DEBATES BOOST ISSUE AWARENESS SLIGHTLY, BUT MOST AMERICANS ARE STILL UNINFORMED ABOUT CANDIDATES' POLICIES October 26, 2000
from the Vanishing Voter Project http://www.vanishingvoter.org ===============================
Americans' recognition of the issue positions of presidential nominees George W. Bush and Al Gore rose with the broadcast of their three televised debates. This was the first measurable increase in the public's issue awareness since the national party conventions in August. The public, however, remains largely uniformed about what the candidates propose to do if elected.
The Shorenstein Center's weekly national polls have measured issue awareness by asking respondents to identify Gore and Bush's positions on 12 key issues. During the four weeks surrounding the summer party conventions, the public's knowledge of Bush and Gore's issue stands improved substantially, only to retreat when policy issues gave way to news coverage of a series of candidate gaffes, such as Bush's off-mike comment about New York Times' reporter Adam Clymer. Since the first presidential debate on October 3, however, there has been a 20% increase in people's ability to identify correctly Bush and Gore's positions. "Once again, public awareness increases when the focus is on the issues," says Marvin Kalb, co-director of the Vanishing Voter Project and the Executive Director of the Shorenstein Center's Washington Office. "Of course, awareness is not knowledge; it's more shallow and transient."
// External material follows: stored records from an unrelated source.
//! Named tool registry shared across agents.

use std::collections::HashMap;
use std::fmt;
use std::sync::{Arc, PoisonError, RwLock};

use tracing::debug;

use crate::error::ToolError;

use super::ToolDefinition;
use super::traits::{DynTool, SharedTool, Tool};

/// Registry of tools keyed by name.
///
/// Agents list tool names; the executor resolves them here at call time.
#[derive(Default)]
pub struct ToolRegistry {
    tools: RwLock<HashMap<String, SharedTool>>,
}

impl ToolRegistry {
    /// Create a new empty registry.
    #[must_use]
    pub fn new() -> Self {
        Self::default()
    }

    /// Register a tool.
    ///
    /// # Errors
    ///
    /// Returns [`ToolError::Duplicate`] if the name is taken.
    pub fn register<T: Tool + 'static>(&self, tool: T) -> Result<(), ToolError>
    where
        T::Output: 'static,
    {
        self.register_shared(Arc::new(tool))
    }

    /// Register an already shared tool.
    ///
    /// # Errors
    ///
    /// Returns [`ToolError::Duplicate`] if the name is taken.
    pub fn register_shared(&self, tool: SharedTool) -> Result<(), ToolError> {
        let name = tool.name().to_owned();
        let mut tools = self.tools.write().unwrap_or_else(PoisonError::into_inner);
        if tools.contains_key(&name) {
            return Err(ToolError::Duplicate(name));
        }
        debug!(tool = %name, "registering tool");
        tools.insert(name, tool);
        Ok(())
    }

    /// Register a tool, replacing any tool with the same name.
    pub fn register_or_replace(&self, tool: SharedTool) {
        let name = tool.name().to_owned();
        debug!(tool = %name, "registering tool (replace)");
        self.tools
            .write()
            .unwrap_or_else(PoisonError::into_inner)
            .insert(name, tool);
    }

    /// Get a tool by name.
    ///
    /// # Errors
    ///
    /// Returns [`ToolError::NotFound`] if no tool has that name.
    pub fn get(&self, name: &str) -> Result<SharedTool, ToolError> {
        self.tools
            .read()
            .unwrap_or_else(PoisonError::into_inner)
            .get(name)
            .cloned()
            .ok_or_else(|| ToolError::not_found(name))
    }

    /// Check if a tool with the given name is registered.
    #[must_use]
    pub fn has(&self, name: &str) -> bool {
        self.tools
            .read()
            .unwrap_or_else(PoisonError::into_inner)
            .contains_key(name)
    }

    /// All tools, sorted by name.
    #[must_use]
    pub fn all(&self) -> Vec<SharedTool> {
        let mut tools: Vec<SharedTool> = self
            .tools
            .read()
            .unwrap_or_else(PoisonError::into_inner)
            .values()
            .cloned()
            .collect();
        tools.sort_by(|a, b| a.name().cmp(b.name()));
        tools
    }

    /// The named tools, in the order given.
    ///
    /// # Errors
    ///
    /// Returns [`ToolError::NotFound`] for the first unknown name.
    pub fn only<S: AsRef<str>>(&self, names: &[S]) -> Result<Vec<SharedTool>, ToolError> {
        names.iter().map(|name| self.get(name.as_ref())).collect()
    }

    /// Names of all tools, sorted.
    #[must_use]
    pub fn names(&self) -> Vec<String> {
        let mut names: Vec<String> = self
            .tools
            .read()
            .unwrap_or_else(PoisonError::into_inner)
            .keys()
            .cloned()
            .collect();
        names.sort();
        names
    }

    /// Definitions of all tools, sorted by name.
    #[must_use]
    pub fn definitions(&self) -> Vec<ToolDefinition> {
        self.all().iter().map(|t| t.definition()).collect()
    }

    /// Remove a tool. Returns whether it was registered.
    pub fn unregister(&self, name: &str) -> bool {
        self.tools
            .write()
            .unwrap_or_else(PoisonError::into_inner)
            .remove(name)
            .is_some()
    }

    /// Get the number of registered tools.
    #[must_use]
    pub fn len(&self) -> usize {
        self.tools.read().unwrap_or_else(PoisonError::into_inner).len()
    }

    /// Check if the registry is empty.
    #[must_use]
    pub fn is_empty(&self) -> bool {
        self.len() == 0
    }
}

impl fmt::Debug for ToolRegistry {
    fn fmt(&self, f: &mut fmt::Formatter<'_>) -> fmt::Result {
        f.debug_struct("ToolRegistry")
            .field("tools", &self.names())
            .finish()
    }
}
The level of issue awareness, however, is still relatively low. When Shorenstein Center poll respondents were read an issue position attributed to a candidate and then asked whether it was the candidate's actual position, 47% on average said they "didn't know" while 34% identified the position accurately and 19% misidentified it.
In only one case could it be said that Americans have a clear understanding of a candidate's policy position. More than 60% accurately identified Gore's stand on prescription drugs for the elderly, while only 4% misidentified it. In contrast, poll respondents were more often wrong than right (21% to 16%) when asked to say whether Gore favored substantial trade restrictions on China because of its human rights record.
In Bush's case, the public's issue awareness was highest on the question of whether he favors or opposes "a large cut in personal income taxes." Forty-five percent said he favors such a cut while 17% inaccurately claimed that he opposes it. However, when respondents were asked whether Bush would require people "to register all guns they own," the proportion who identified his position accurately barely exceeded (29% to 25%) the proportion who did so inaccurately. The same pattern occurred in responses to Bush's position on campaign finance reform. Nearly as many respondents (20% versus 23%) said that Bush would ban all large campaign contributions as said he would permit them, which is his actual position.
Even among registered voters, levels of information are very low. Because respondents could guess about a candidate's issue position, the best indicator of what they actually knew was the number of positions correctly identified minus the number incorrectly identified. By this measure, nearly half of registered voters were able to recognize none or only one of the twelve candidate positions. Only 10% knew more than half of the policy positions about which they were asked. "It's pretty clear that millions of Americans will go to the polls on Election Day armed with only scant knowledge of the issues," says Thomas Patterson, Bradlee Professor of Government and the Press at Harvard's Kennedy School of Government and director of the Shorenstein Center surveys. "Some of them might be a bit surprised next year when the new President pursues policies quite different from those they thought he would."
=============================== VOTER INVOLVEMENT INDEX
Oct 18 - 22 43% Oct 11 - 15 44 Oct 4 - 8 46 Sept 27 - Oct 2 37 Sept 20 - 24 36 Sept 13 - 17 35 Sept 6 - 11 25
Source: Shorenstein Center Poll for the Vanishing Voter Project Sampling error: +/- 3% ===============================
The Vanishing Voter Project is a study by the Joan Shorenstein Center on the Press, Politics and Public Policy at Harvard University's John F. Kennedy School of Government. Funding for the project is provided by The Pew Charitable Trusts. The project is co-directed by Thomas E. Patterson, Bradlee Professor of Government & the Press at the Shorenstein Center at Harvard, and by Marvin Kalb, Executive Director of the Shorenstein Center's office in Washington. More results are available on the project's web site at http://www.vanishingvoter.org/. The results reported here are from nationwide telephone surveys of approximately 1,000 adults conducted November 14, 1999 - October 22, 2000. The surveys have a sampling error of plus or minus 3%.